> **Dataset records**:
- Opening Delimiter -

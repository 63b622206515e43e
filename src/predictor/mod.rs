//! The inference adapter: a loaded classifier behind a penguin-shaped API.
//!
//! [`SpeciesPredictor`] wraps a [`KnnClassifier`] deserialized from a
//! PGN artifact, validates its shape against the measurement schema
//! once at load, and from then on is pure, stateless, read-only
//! inference. [`shared`] holds the process-wide copy: loaded lazily on
//! first use, never re-loaded, shared by reference by every later
//! request.
//!
//! # Example
//!
//! ```
//! use pinguino::artifact::{self, SaveOptions};
//! use pinguino::classification::KnnClassifier;
//! use pinguino::predictor::{SpeciesPredictor, MODEL_TYPE};
//! use pinguino::schema::PenguinRecord;
//!
//! // A tiny fitted model standing in for the real artifact.
//! let mut knn = KnnClassifier::new(1);
//! let x = vec![
//!     2.0, 39.0, 18.5, 188.0, 3700.0, 0.0, 8.9, -25.9,
//!     1.0, 49.0, 18.5, 198.0, 3800.0, 1.0, 9.4, -24.6,
//!     0.0, 48.0, 15.0, 218.0, 5000.0, 0.0, 8.3, -26.2,
//! ];
//! knn.fit(&x, 8, &[0, 1, 2]).unwrap();
//!
//! let dir = tempfile::tempdir().unwrap();
//! let path = dir.path().join("penguin_model.pgn");
//! artifact::save(&knn, MODEL_TYPE, &path, SaveOptions::default()).unwrap();
//!
//! let predictor = SpeciesPredictor::load(&path).unwrap();
//! let prediction = predictor.predict(&PenguinRecord::default()).unwrap();
//! println!("{} ({:.1}%)", prediction.species, prediction.confidence() * 100.0);
//! ```

use crate::artifact::{self, ArtifactInfo};
use crate::classification::KnnClassifier;
use crate::error::{PinguinoError, Result};
use crate::schema::{PenguinRecord, Species, FEATURE_COUNT};
use serde::Serialize;
use std::path::Path;
use std::sync::OnceLock;

/// Artifact model type tag for penguin k-NN classifiers.
pub const MODEL_TYPE: &str = "knn-classifier";

/// Number of species the classifier distinguishes.
pub const N_SPECIES: usize = Species::ALL.len();

/// A predicted species with its class probability distribution.
#[derive(Debug, Clone, Copy, PartialEq, Serialize)]
pub struct Prediction {
    /// Most likely species
    pub species: Species,
    /// Probabilities positionally aligned to (Adelie, Chinstrap, Gentoo)
    pub probabilities: [f32; N_SPECIES],
}

impl Prediction {
    /// Probability of the predicted species.
    #[must_use]
    pub fn confidence(&self) -> f32 {
        self.probabilities[usize::from(self.species.code())]
    }

    /// Iterates (species, probability) pairs in encoding order.
    pub fn breakdown(&self) -> impl Iterator<Item = (Species, f32)> + '_ {
        Species::ALL.into_iter().zip(self.probabilities)
    }
}

/// The loaded, immutable species classifier.
#[derive(Debug, Clone)]
pub struct SpeciesPredictor {
    model: KnnClassifier,
}

impl SpeciesPredictor {
    /// Loads a predictor from a PGN artifact.
    ///
    /// Validates that the artifact carries a k-NN model fitted on the
    /// eight-feature penguin schema with exactly three classes. Failure
    /// is fatal for the caller: there is no fallback model.
    ///
    /// # Errors
    ///
    /// Returns the artifact's own load error (missing file, corrupt or
    /// incompatible container), or a dimension error if the model's
    /// shape doesn't match the schema.
    pub fn load(path: impl AsRef<Path>) -> Result<Self> {
        let model: KnnClassifier = artifact::load(path, MODEL_TYPE)?;
        Self::from_model(model)
    }

    /// Wraps an already-fitted classifier, checking its shape.
    ///
    /// Deserialization bypasses everything `fit` enforces, so the model
    /// is validated for internal consistency before the schema shape
    /// check. A bad artifact fails here, not mid-inference.
    ///
    /// # Errors
    ///
    /// Returns the model's own consistency error, or a dimension error
    /// unless the model has [`FEATURE_COUNT`] features and [`N_SPECIES`]
    /// classes.
    pub fn from_model(model: KnnClassifier) -> Result<Self> {
        model.validate()?;
        if model.n_features() != FEATURE_COUNT {
            return Err(PinguinoError::DimensionMismatch {
                expected: format!("{FEATURE_COUNT} features"),
                actual: model.n_features().to_string(),
            });
        }
        if model.n_classes() != N_SPECIES {
            return Err(PinguinoError::DimensionMismatch {
                expected: format!("{N_SPECIES} classes"),
                actual: model.n_classes().to_string(),
            });
        }
        Ok(Self { model })
    }

    /// Predicts the species of one penguin record.
    ///
    /// # Errors
    ///
    /// Propagates classifier errors; with a shape-validated model and a
    /// schema-built record these cannot occur in practice.
    pub fn predict(&self, record: &PenguinRecord) -> Result<Prediction> {
        self.predict_features(&record.to_features())
    }

    /// Predicts from a raw feature vector in training column order.
    ///
    /// Feature values are not range-checked (k-NN votes purely on
    /// distance), but the predicted class is decoded through the closed
    /// species mapping and the probability distribution always has one
    /// entry per species.
    ///
    /// # Errors
    ///
    /// Returns an error if the underlying model rejects the vector or
    /// emits a class outside the species set.
    pub fn predict_features(&self, features: &[f32; FEATURE_COUNT]) -> Result<Prediction> {
        let label = self.model.predict_one(features)?;
        let proba = self.model.predict_proba_one(features)?;

        let species = Species::from_code(u8::try_from(label).map_err(|_| {
            PinguinoError::UnknownCategory {
                field: "species".to_string(),
                value: label.to_string(),
            }
        })?)?;

        let mut probabilities = [0.0f32; N_SPECIES];
        probabilities.copy_from_slice(&proba);

        Ok(Prediction {
            species,
            probabilities,
        })
    }

    /// The wrapped classifier.
    #[must_use]
    pub fn model(&self) -> &KnnClassifier {
        &self.model
    }
}

/// Reads artifact metadata without loading the model.
///
/// # Errors
///
/// Same failure modes as [`SpeciesPredictor::load`], minus model
/// deserialization.
pub fn inspect(path: impl AsRef<Path>) -> Result<ArtifactInfo> {
    artifact::inspect(path)
}

static SHARED: OnceLock<SpeciesPredictor> = OnceLock::new();

/// The process-wide predictor, loaded once from `path` on first call.
///
/// Later calls return the cached instance and ignore `path`; the model
/// is immutable for the life of the process and there is no re-loading.
///
/// # Errors
///
/// Returns the load error if the first initialization fails. A failed
/// load is not cached, so a later call may retry the path.
pub fn shared(path: impl AsRef<Path>) -> Result<&'static SpeciesPredictor> {
    if let Some(predictor) = SHARED.get() {
        return Ok(predictor);
    }
    let predictor = SpeciesPredictor::load(path)?;
    Ok(SHARED.get_or_init(|| predictor))
}

#[cfg(test)]
mod tests;
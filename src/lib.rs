//! Pinguino: penguin species prediction over the Palmer measurements.
//!
//! A pre-trained k-nearest-neighbors classifier, serialized as a PGN
//! artifact, predicts one of three species (Adelie, Chinstrap, Gentoo)
//! from eight physical measurements. The library covers the measurement
//! schema, the classifier, the artifact container, and the inference
//! adapter; the interactive form lives in the `pinguino-cli` crate.
//!
//! # Quick Start
//!
//! ```
//! use pinguino::prelude::*;
//!
//! // Fit a tiny stand-in classifier (real artifacts ship pre-fitted).
//! let x = vec![
//!     2.0, 39.0, 18.5, 188.0, 3700.0, 0.0, 8.9, -25.9,
//!     1.0, 49.0, 18.5, 198.0, 3800.0, 1.0, 9.4, -24.6,
//!     0.0, 48.0, 15.0, 218.0, 5000.0, 0.0, 8.3, -26.2,
//! ];
//! let mut knn = KnnClassifier::new(1);
//! knn.fit(&x, 8, &[0, 1, 2]).unwrap();
//!
//! let predictor = SpeciesPredictor::from_model(knn).unwrap();
//! let prediction = predictor.predict(&PenguinRecord::default()).unwrap();
//!
//! assert!(Species::ALL.contains(&prediction.species));
//! let total: f32 = prediction.probabilities.iter().sum();
//! assert!((total - 1.0).abs() < 1e-5);
//! ```
//!
//! # Modules
//!
//! - [`schema`]: closed categorical sets, measurement ranges, the record type
//! - [`classification`]: the k-NN classifier
//! - [`artifact`]: the PGN model container (save/load/inspect)
//! - [`predictor`]: the inference adapter and the process-wide cached instance
//! - [`error`]: error types

pub mod artifact;
pub mod classification;
pub mod error;
pub mod predictor;
pub mod prelude;
pub mod schema;
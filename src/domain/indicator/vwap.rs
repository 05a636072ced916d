//! Volume-Weighted Average Price, cumulative over the whole loaded window.
//!
//! VWAP[i] = Σ(volume × typical) / Σ(volume), sums over 0..=i.
//! Unavailable while cumulative volume is zero. There is no session reset:
//! callers that want a session VWAP slice the series first.

use crate::domain::indicator::{IndicatorSeries, IndicatorType};
use crate::domain::ohlcv::Bar;

pub fn calculate_vwap(bars: &[Bar]) -> IndicatorSeries {
    let mut values = Vec::with_capacity(bars.len());
    let mut cum_pv = 0.0;
    let mut cum_volume = 0.0;

    for bar in bars {
        cum_pv += bar.volume * bar.typical_price();
        cum_volume += bar.volume;

        values.push(if cum_volume > 0.0 {
            Some(cum_pv / cum_volume)
        } else {
            None
        });
    }

    IndicatorSeries {
        indicator_type: IndicatorType::Vwap,
        values,
    }
}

- Closing Delimiter -

> **EXERCISE**: Every line above that holds "vector" counts once; state the total and nothing else.

> **WRITTEN SOLUTION**: 2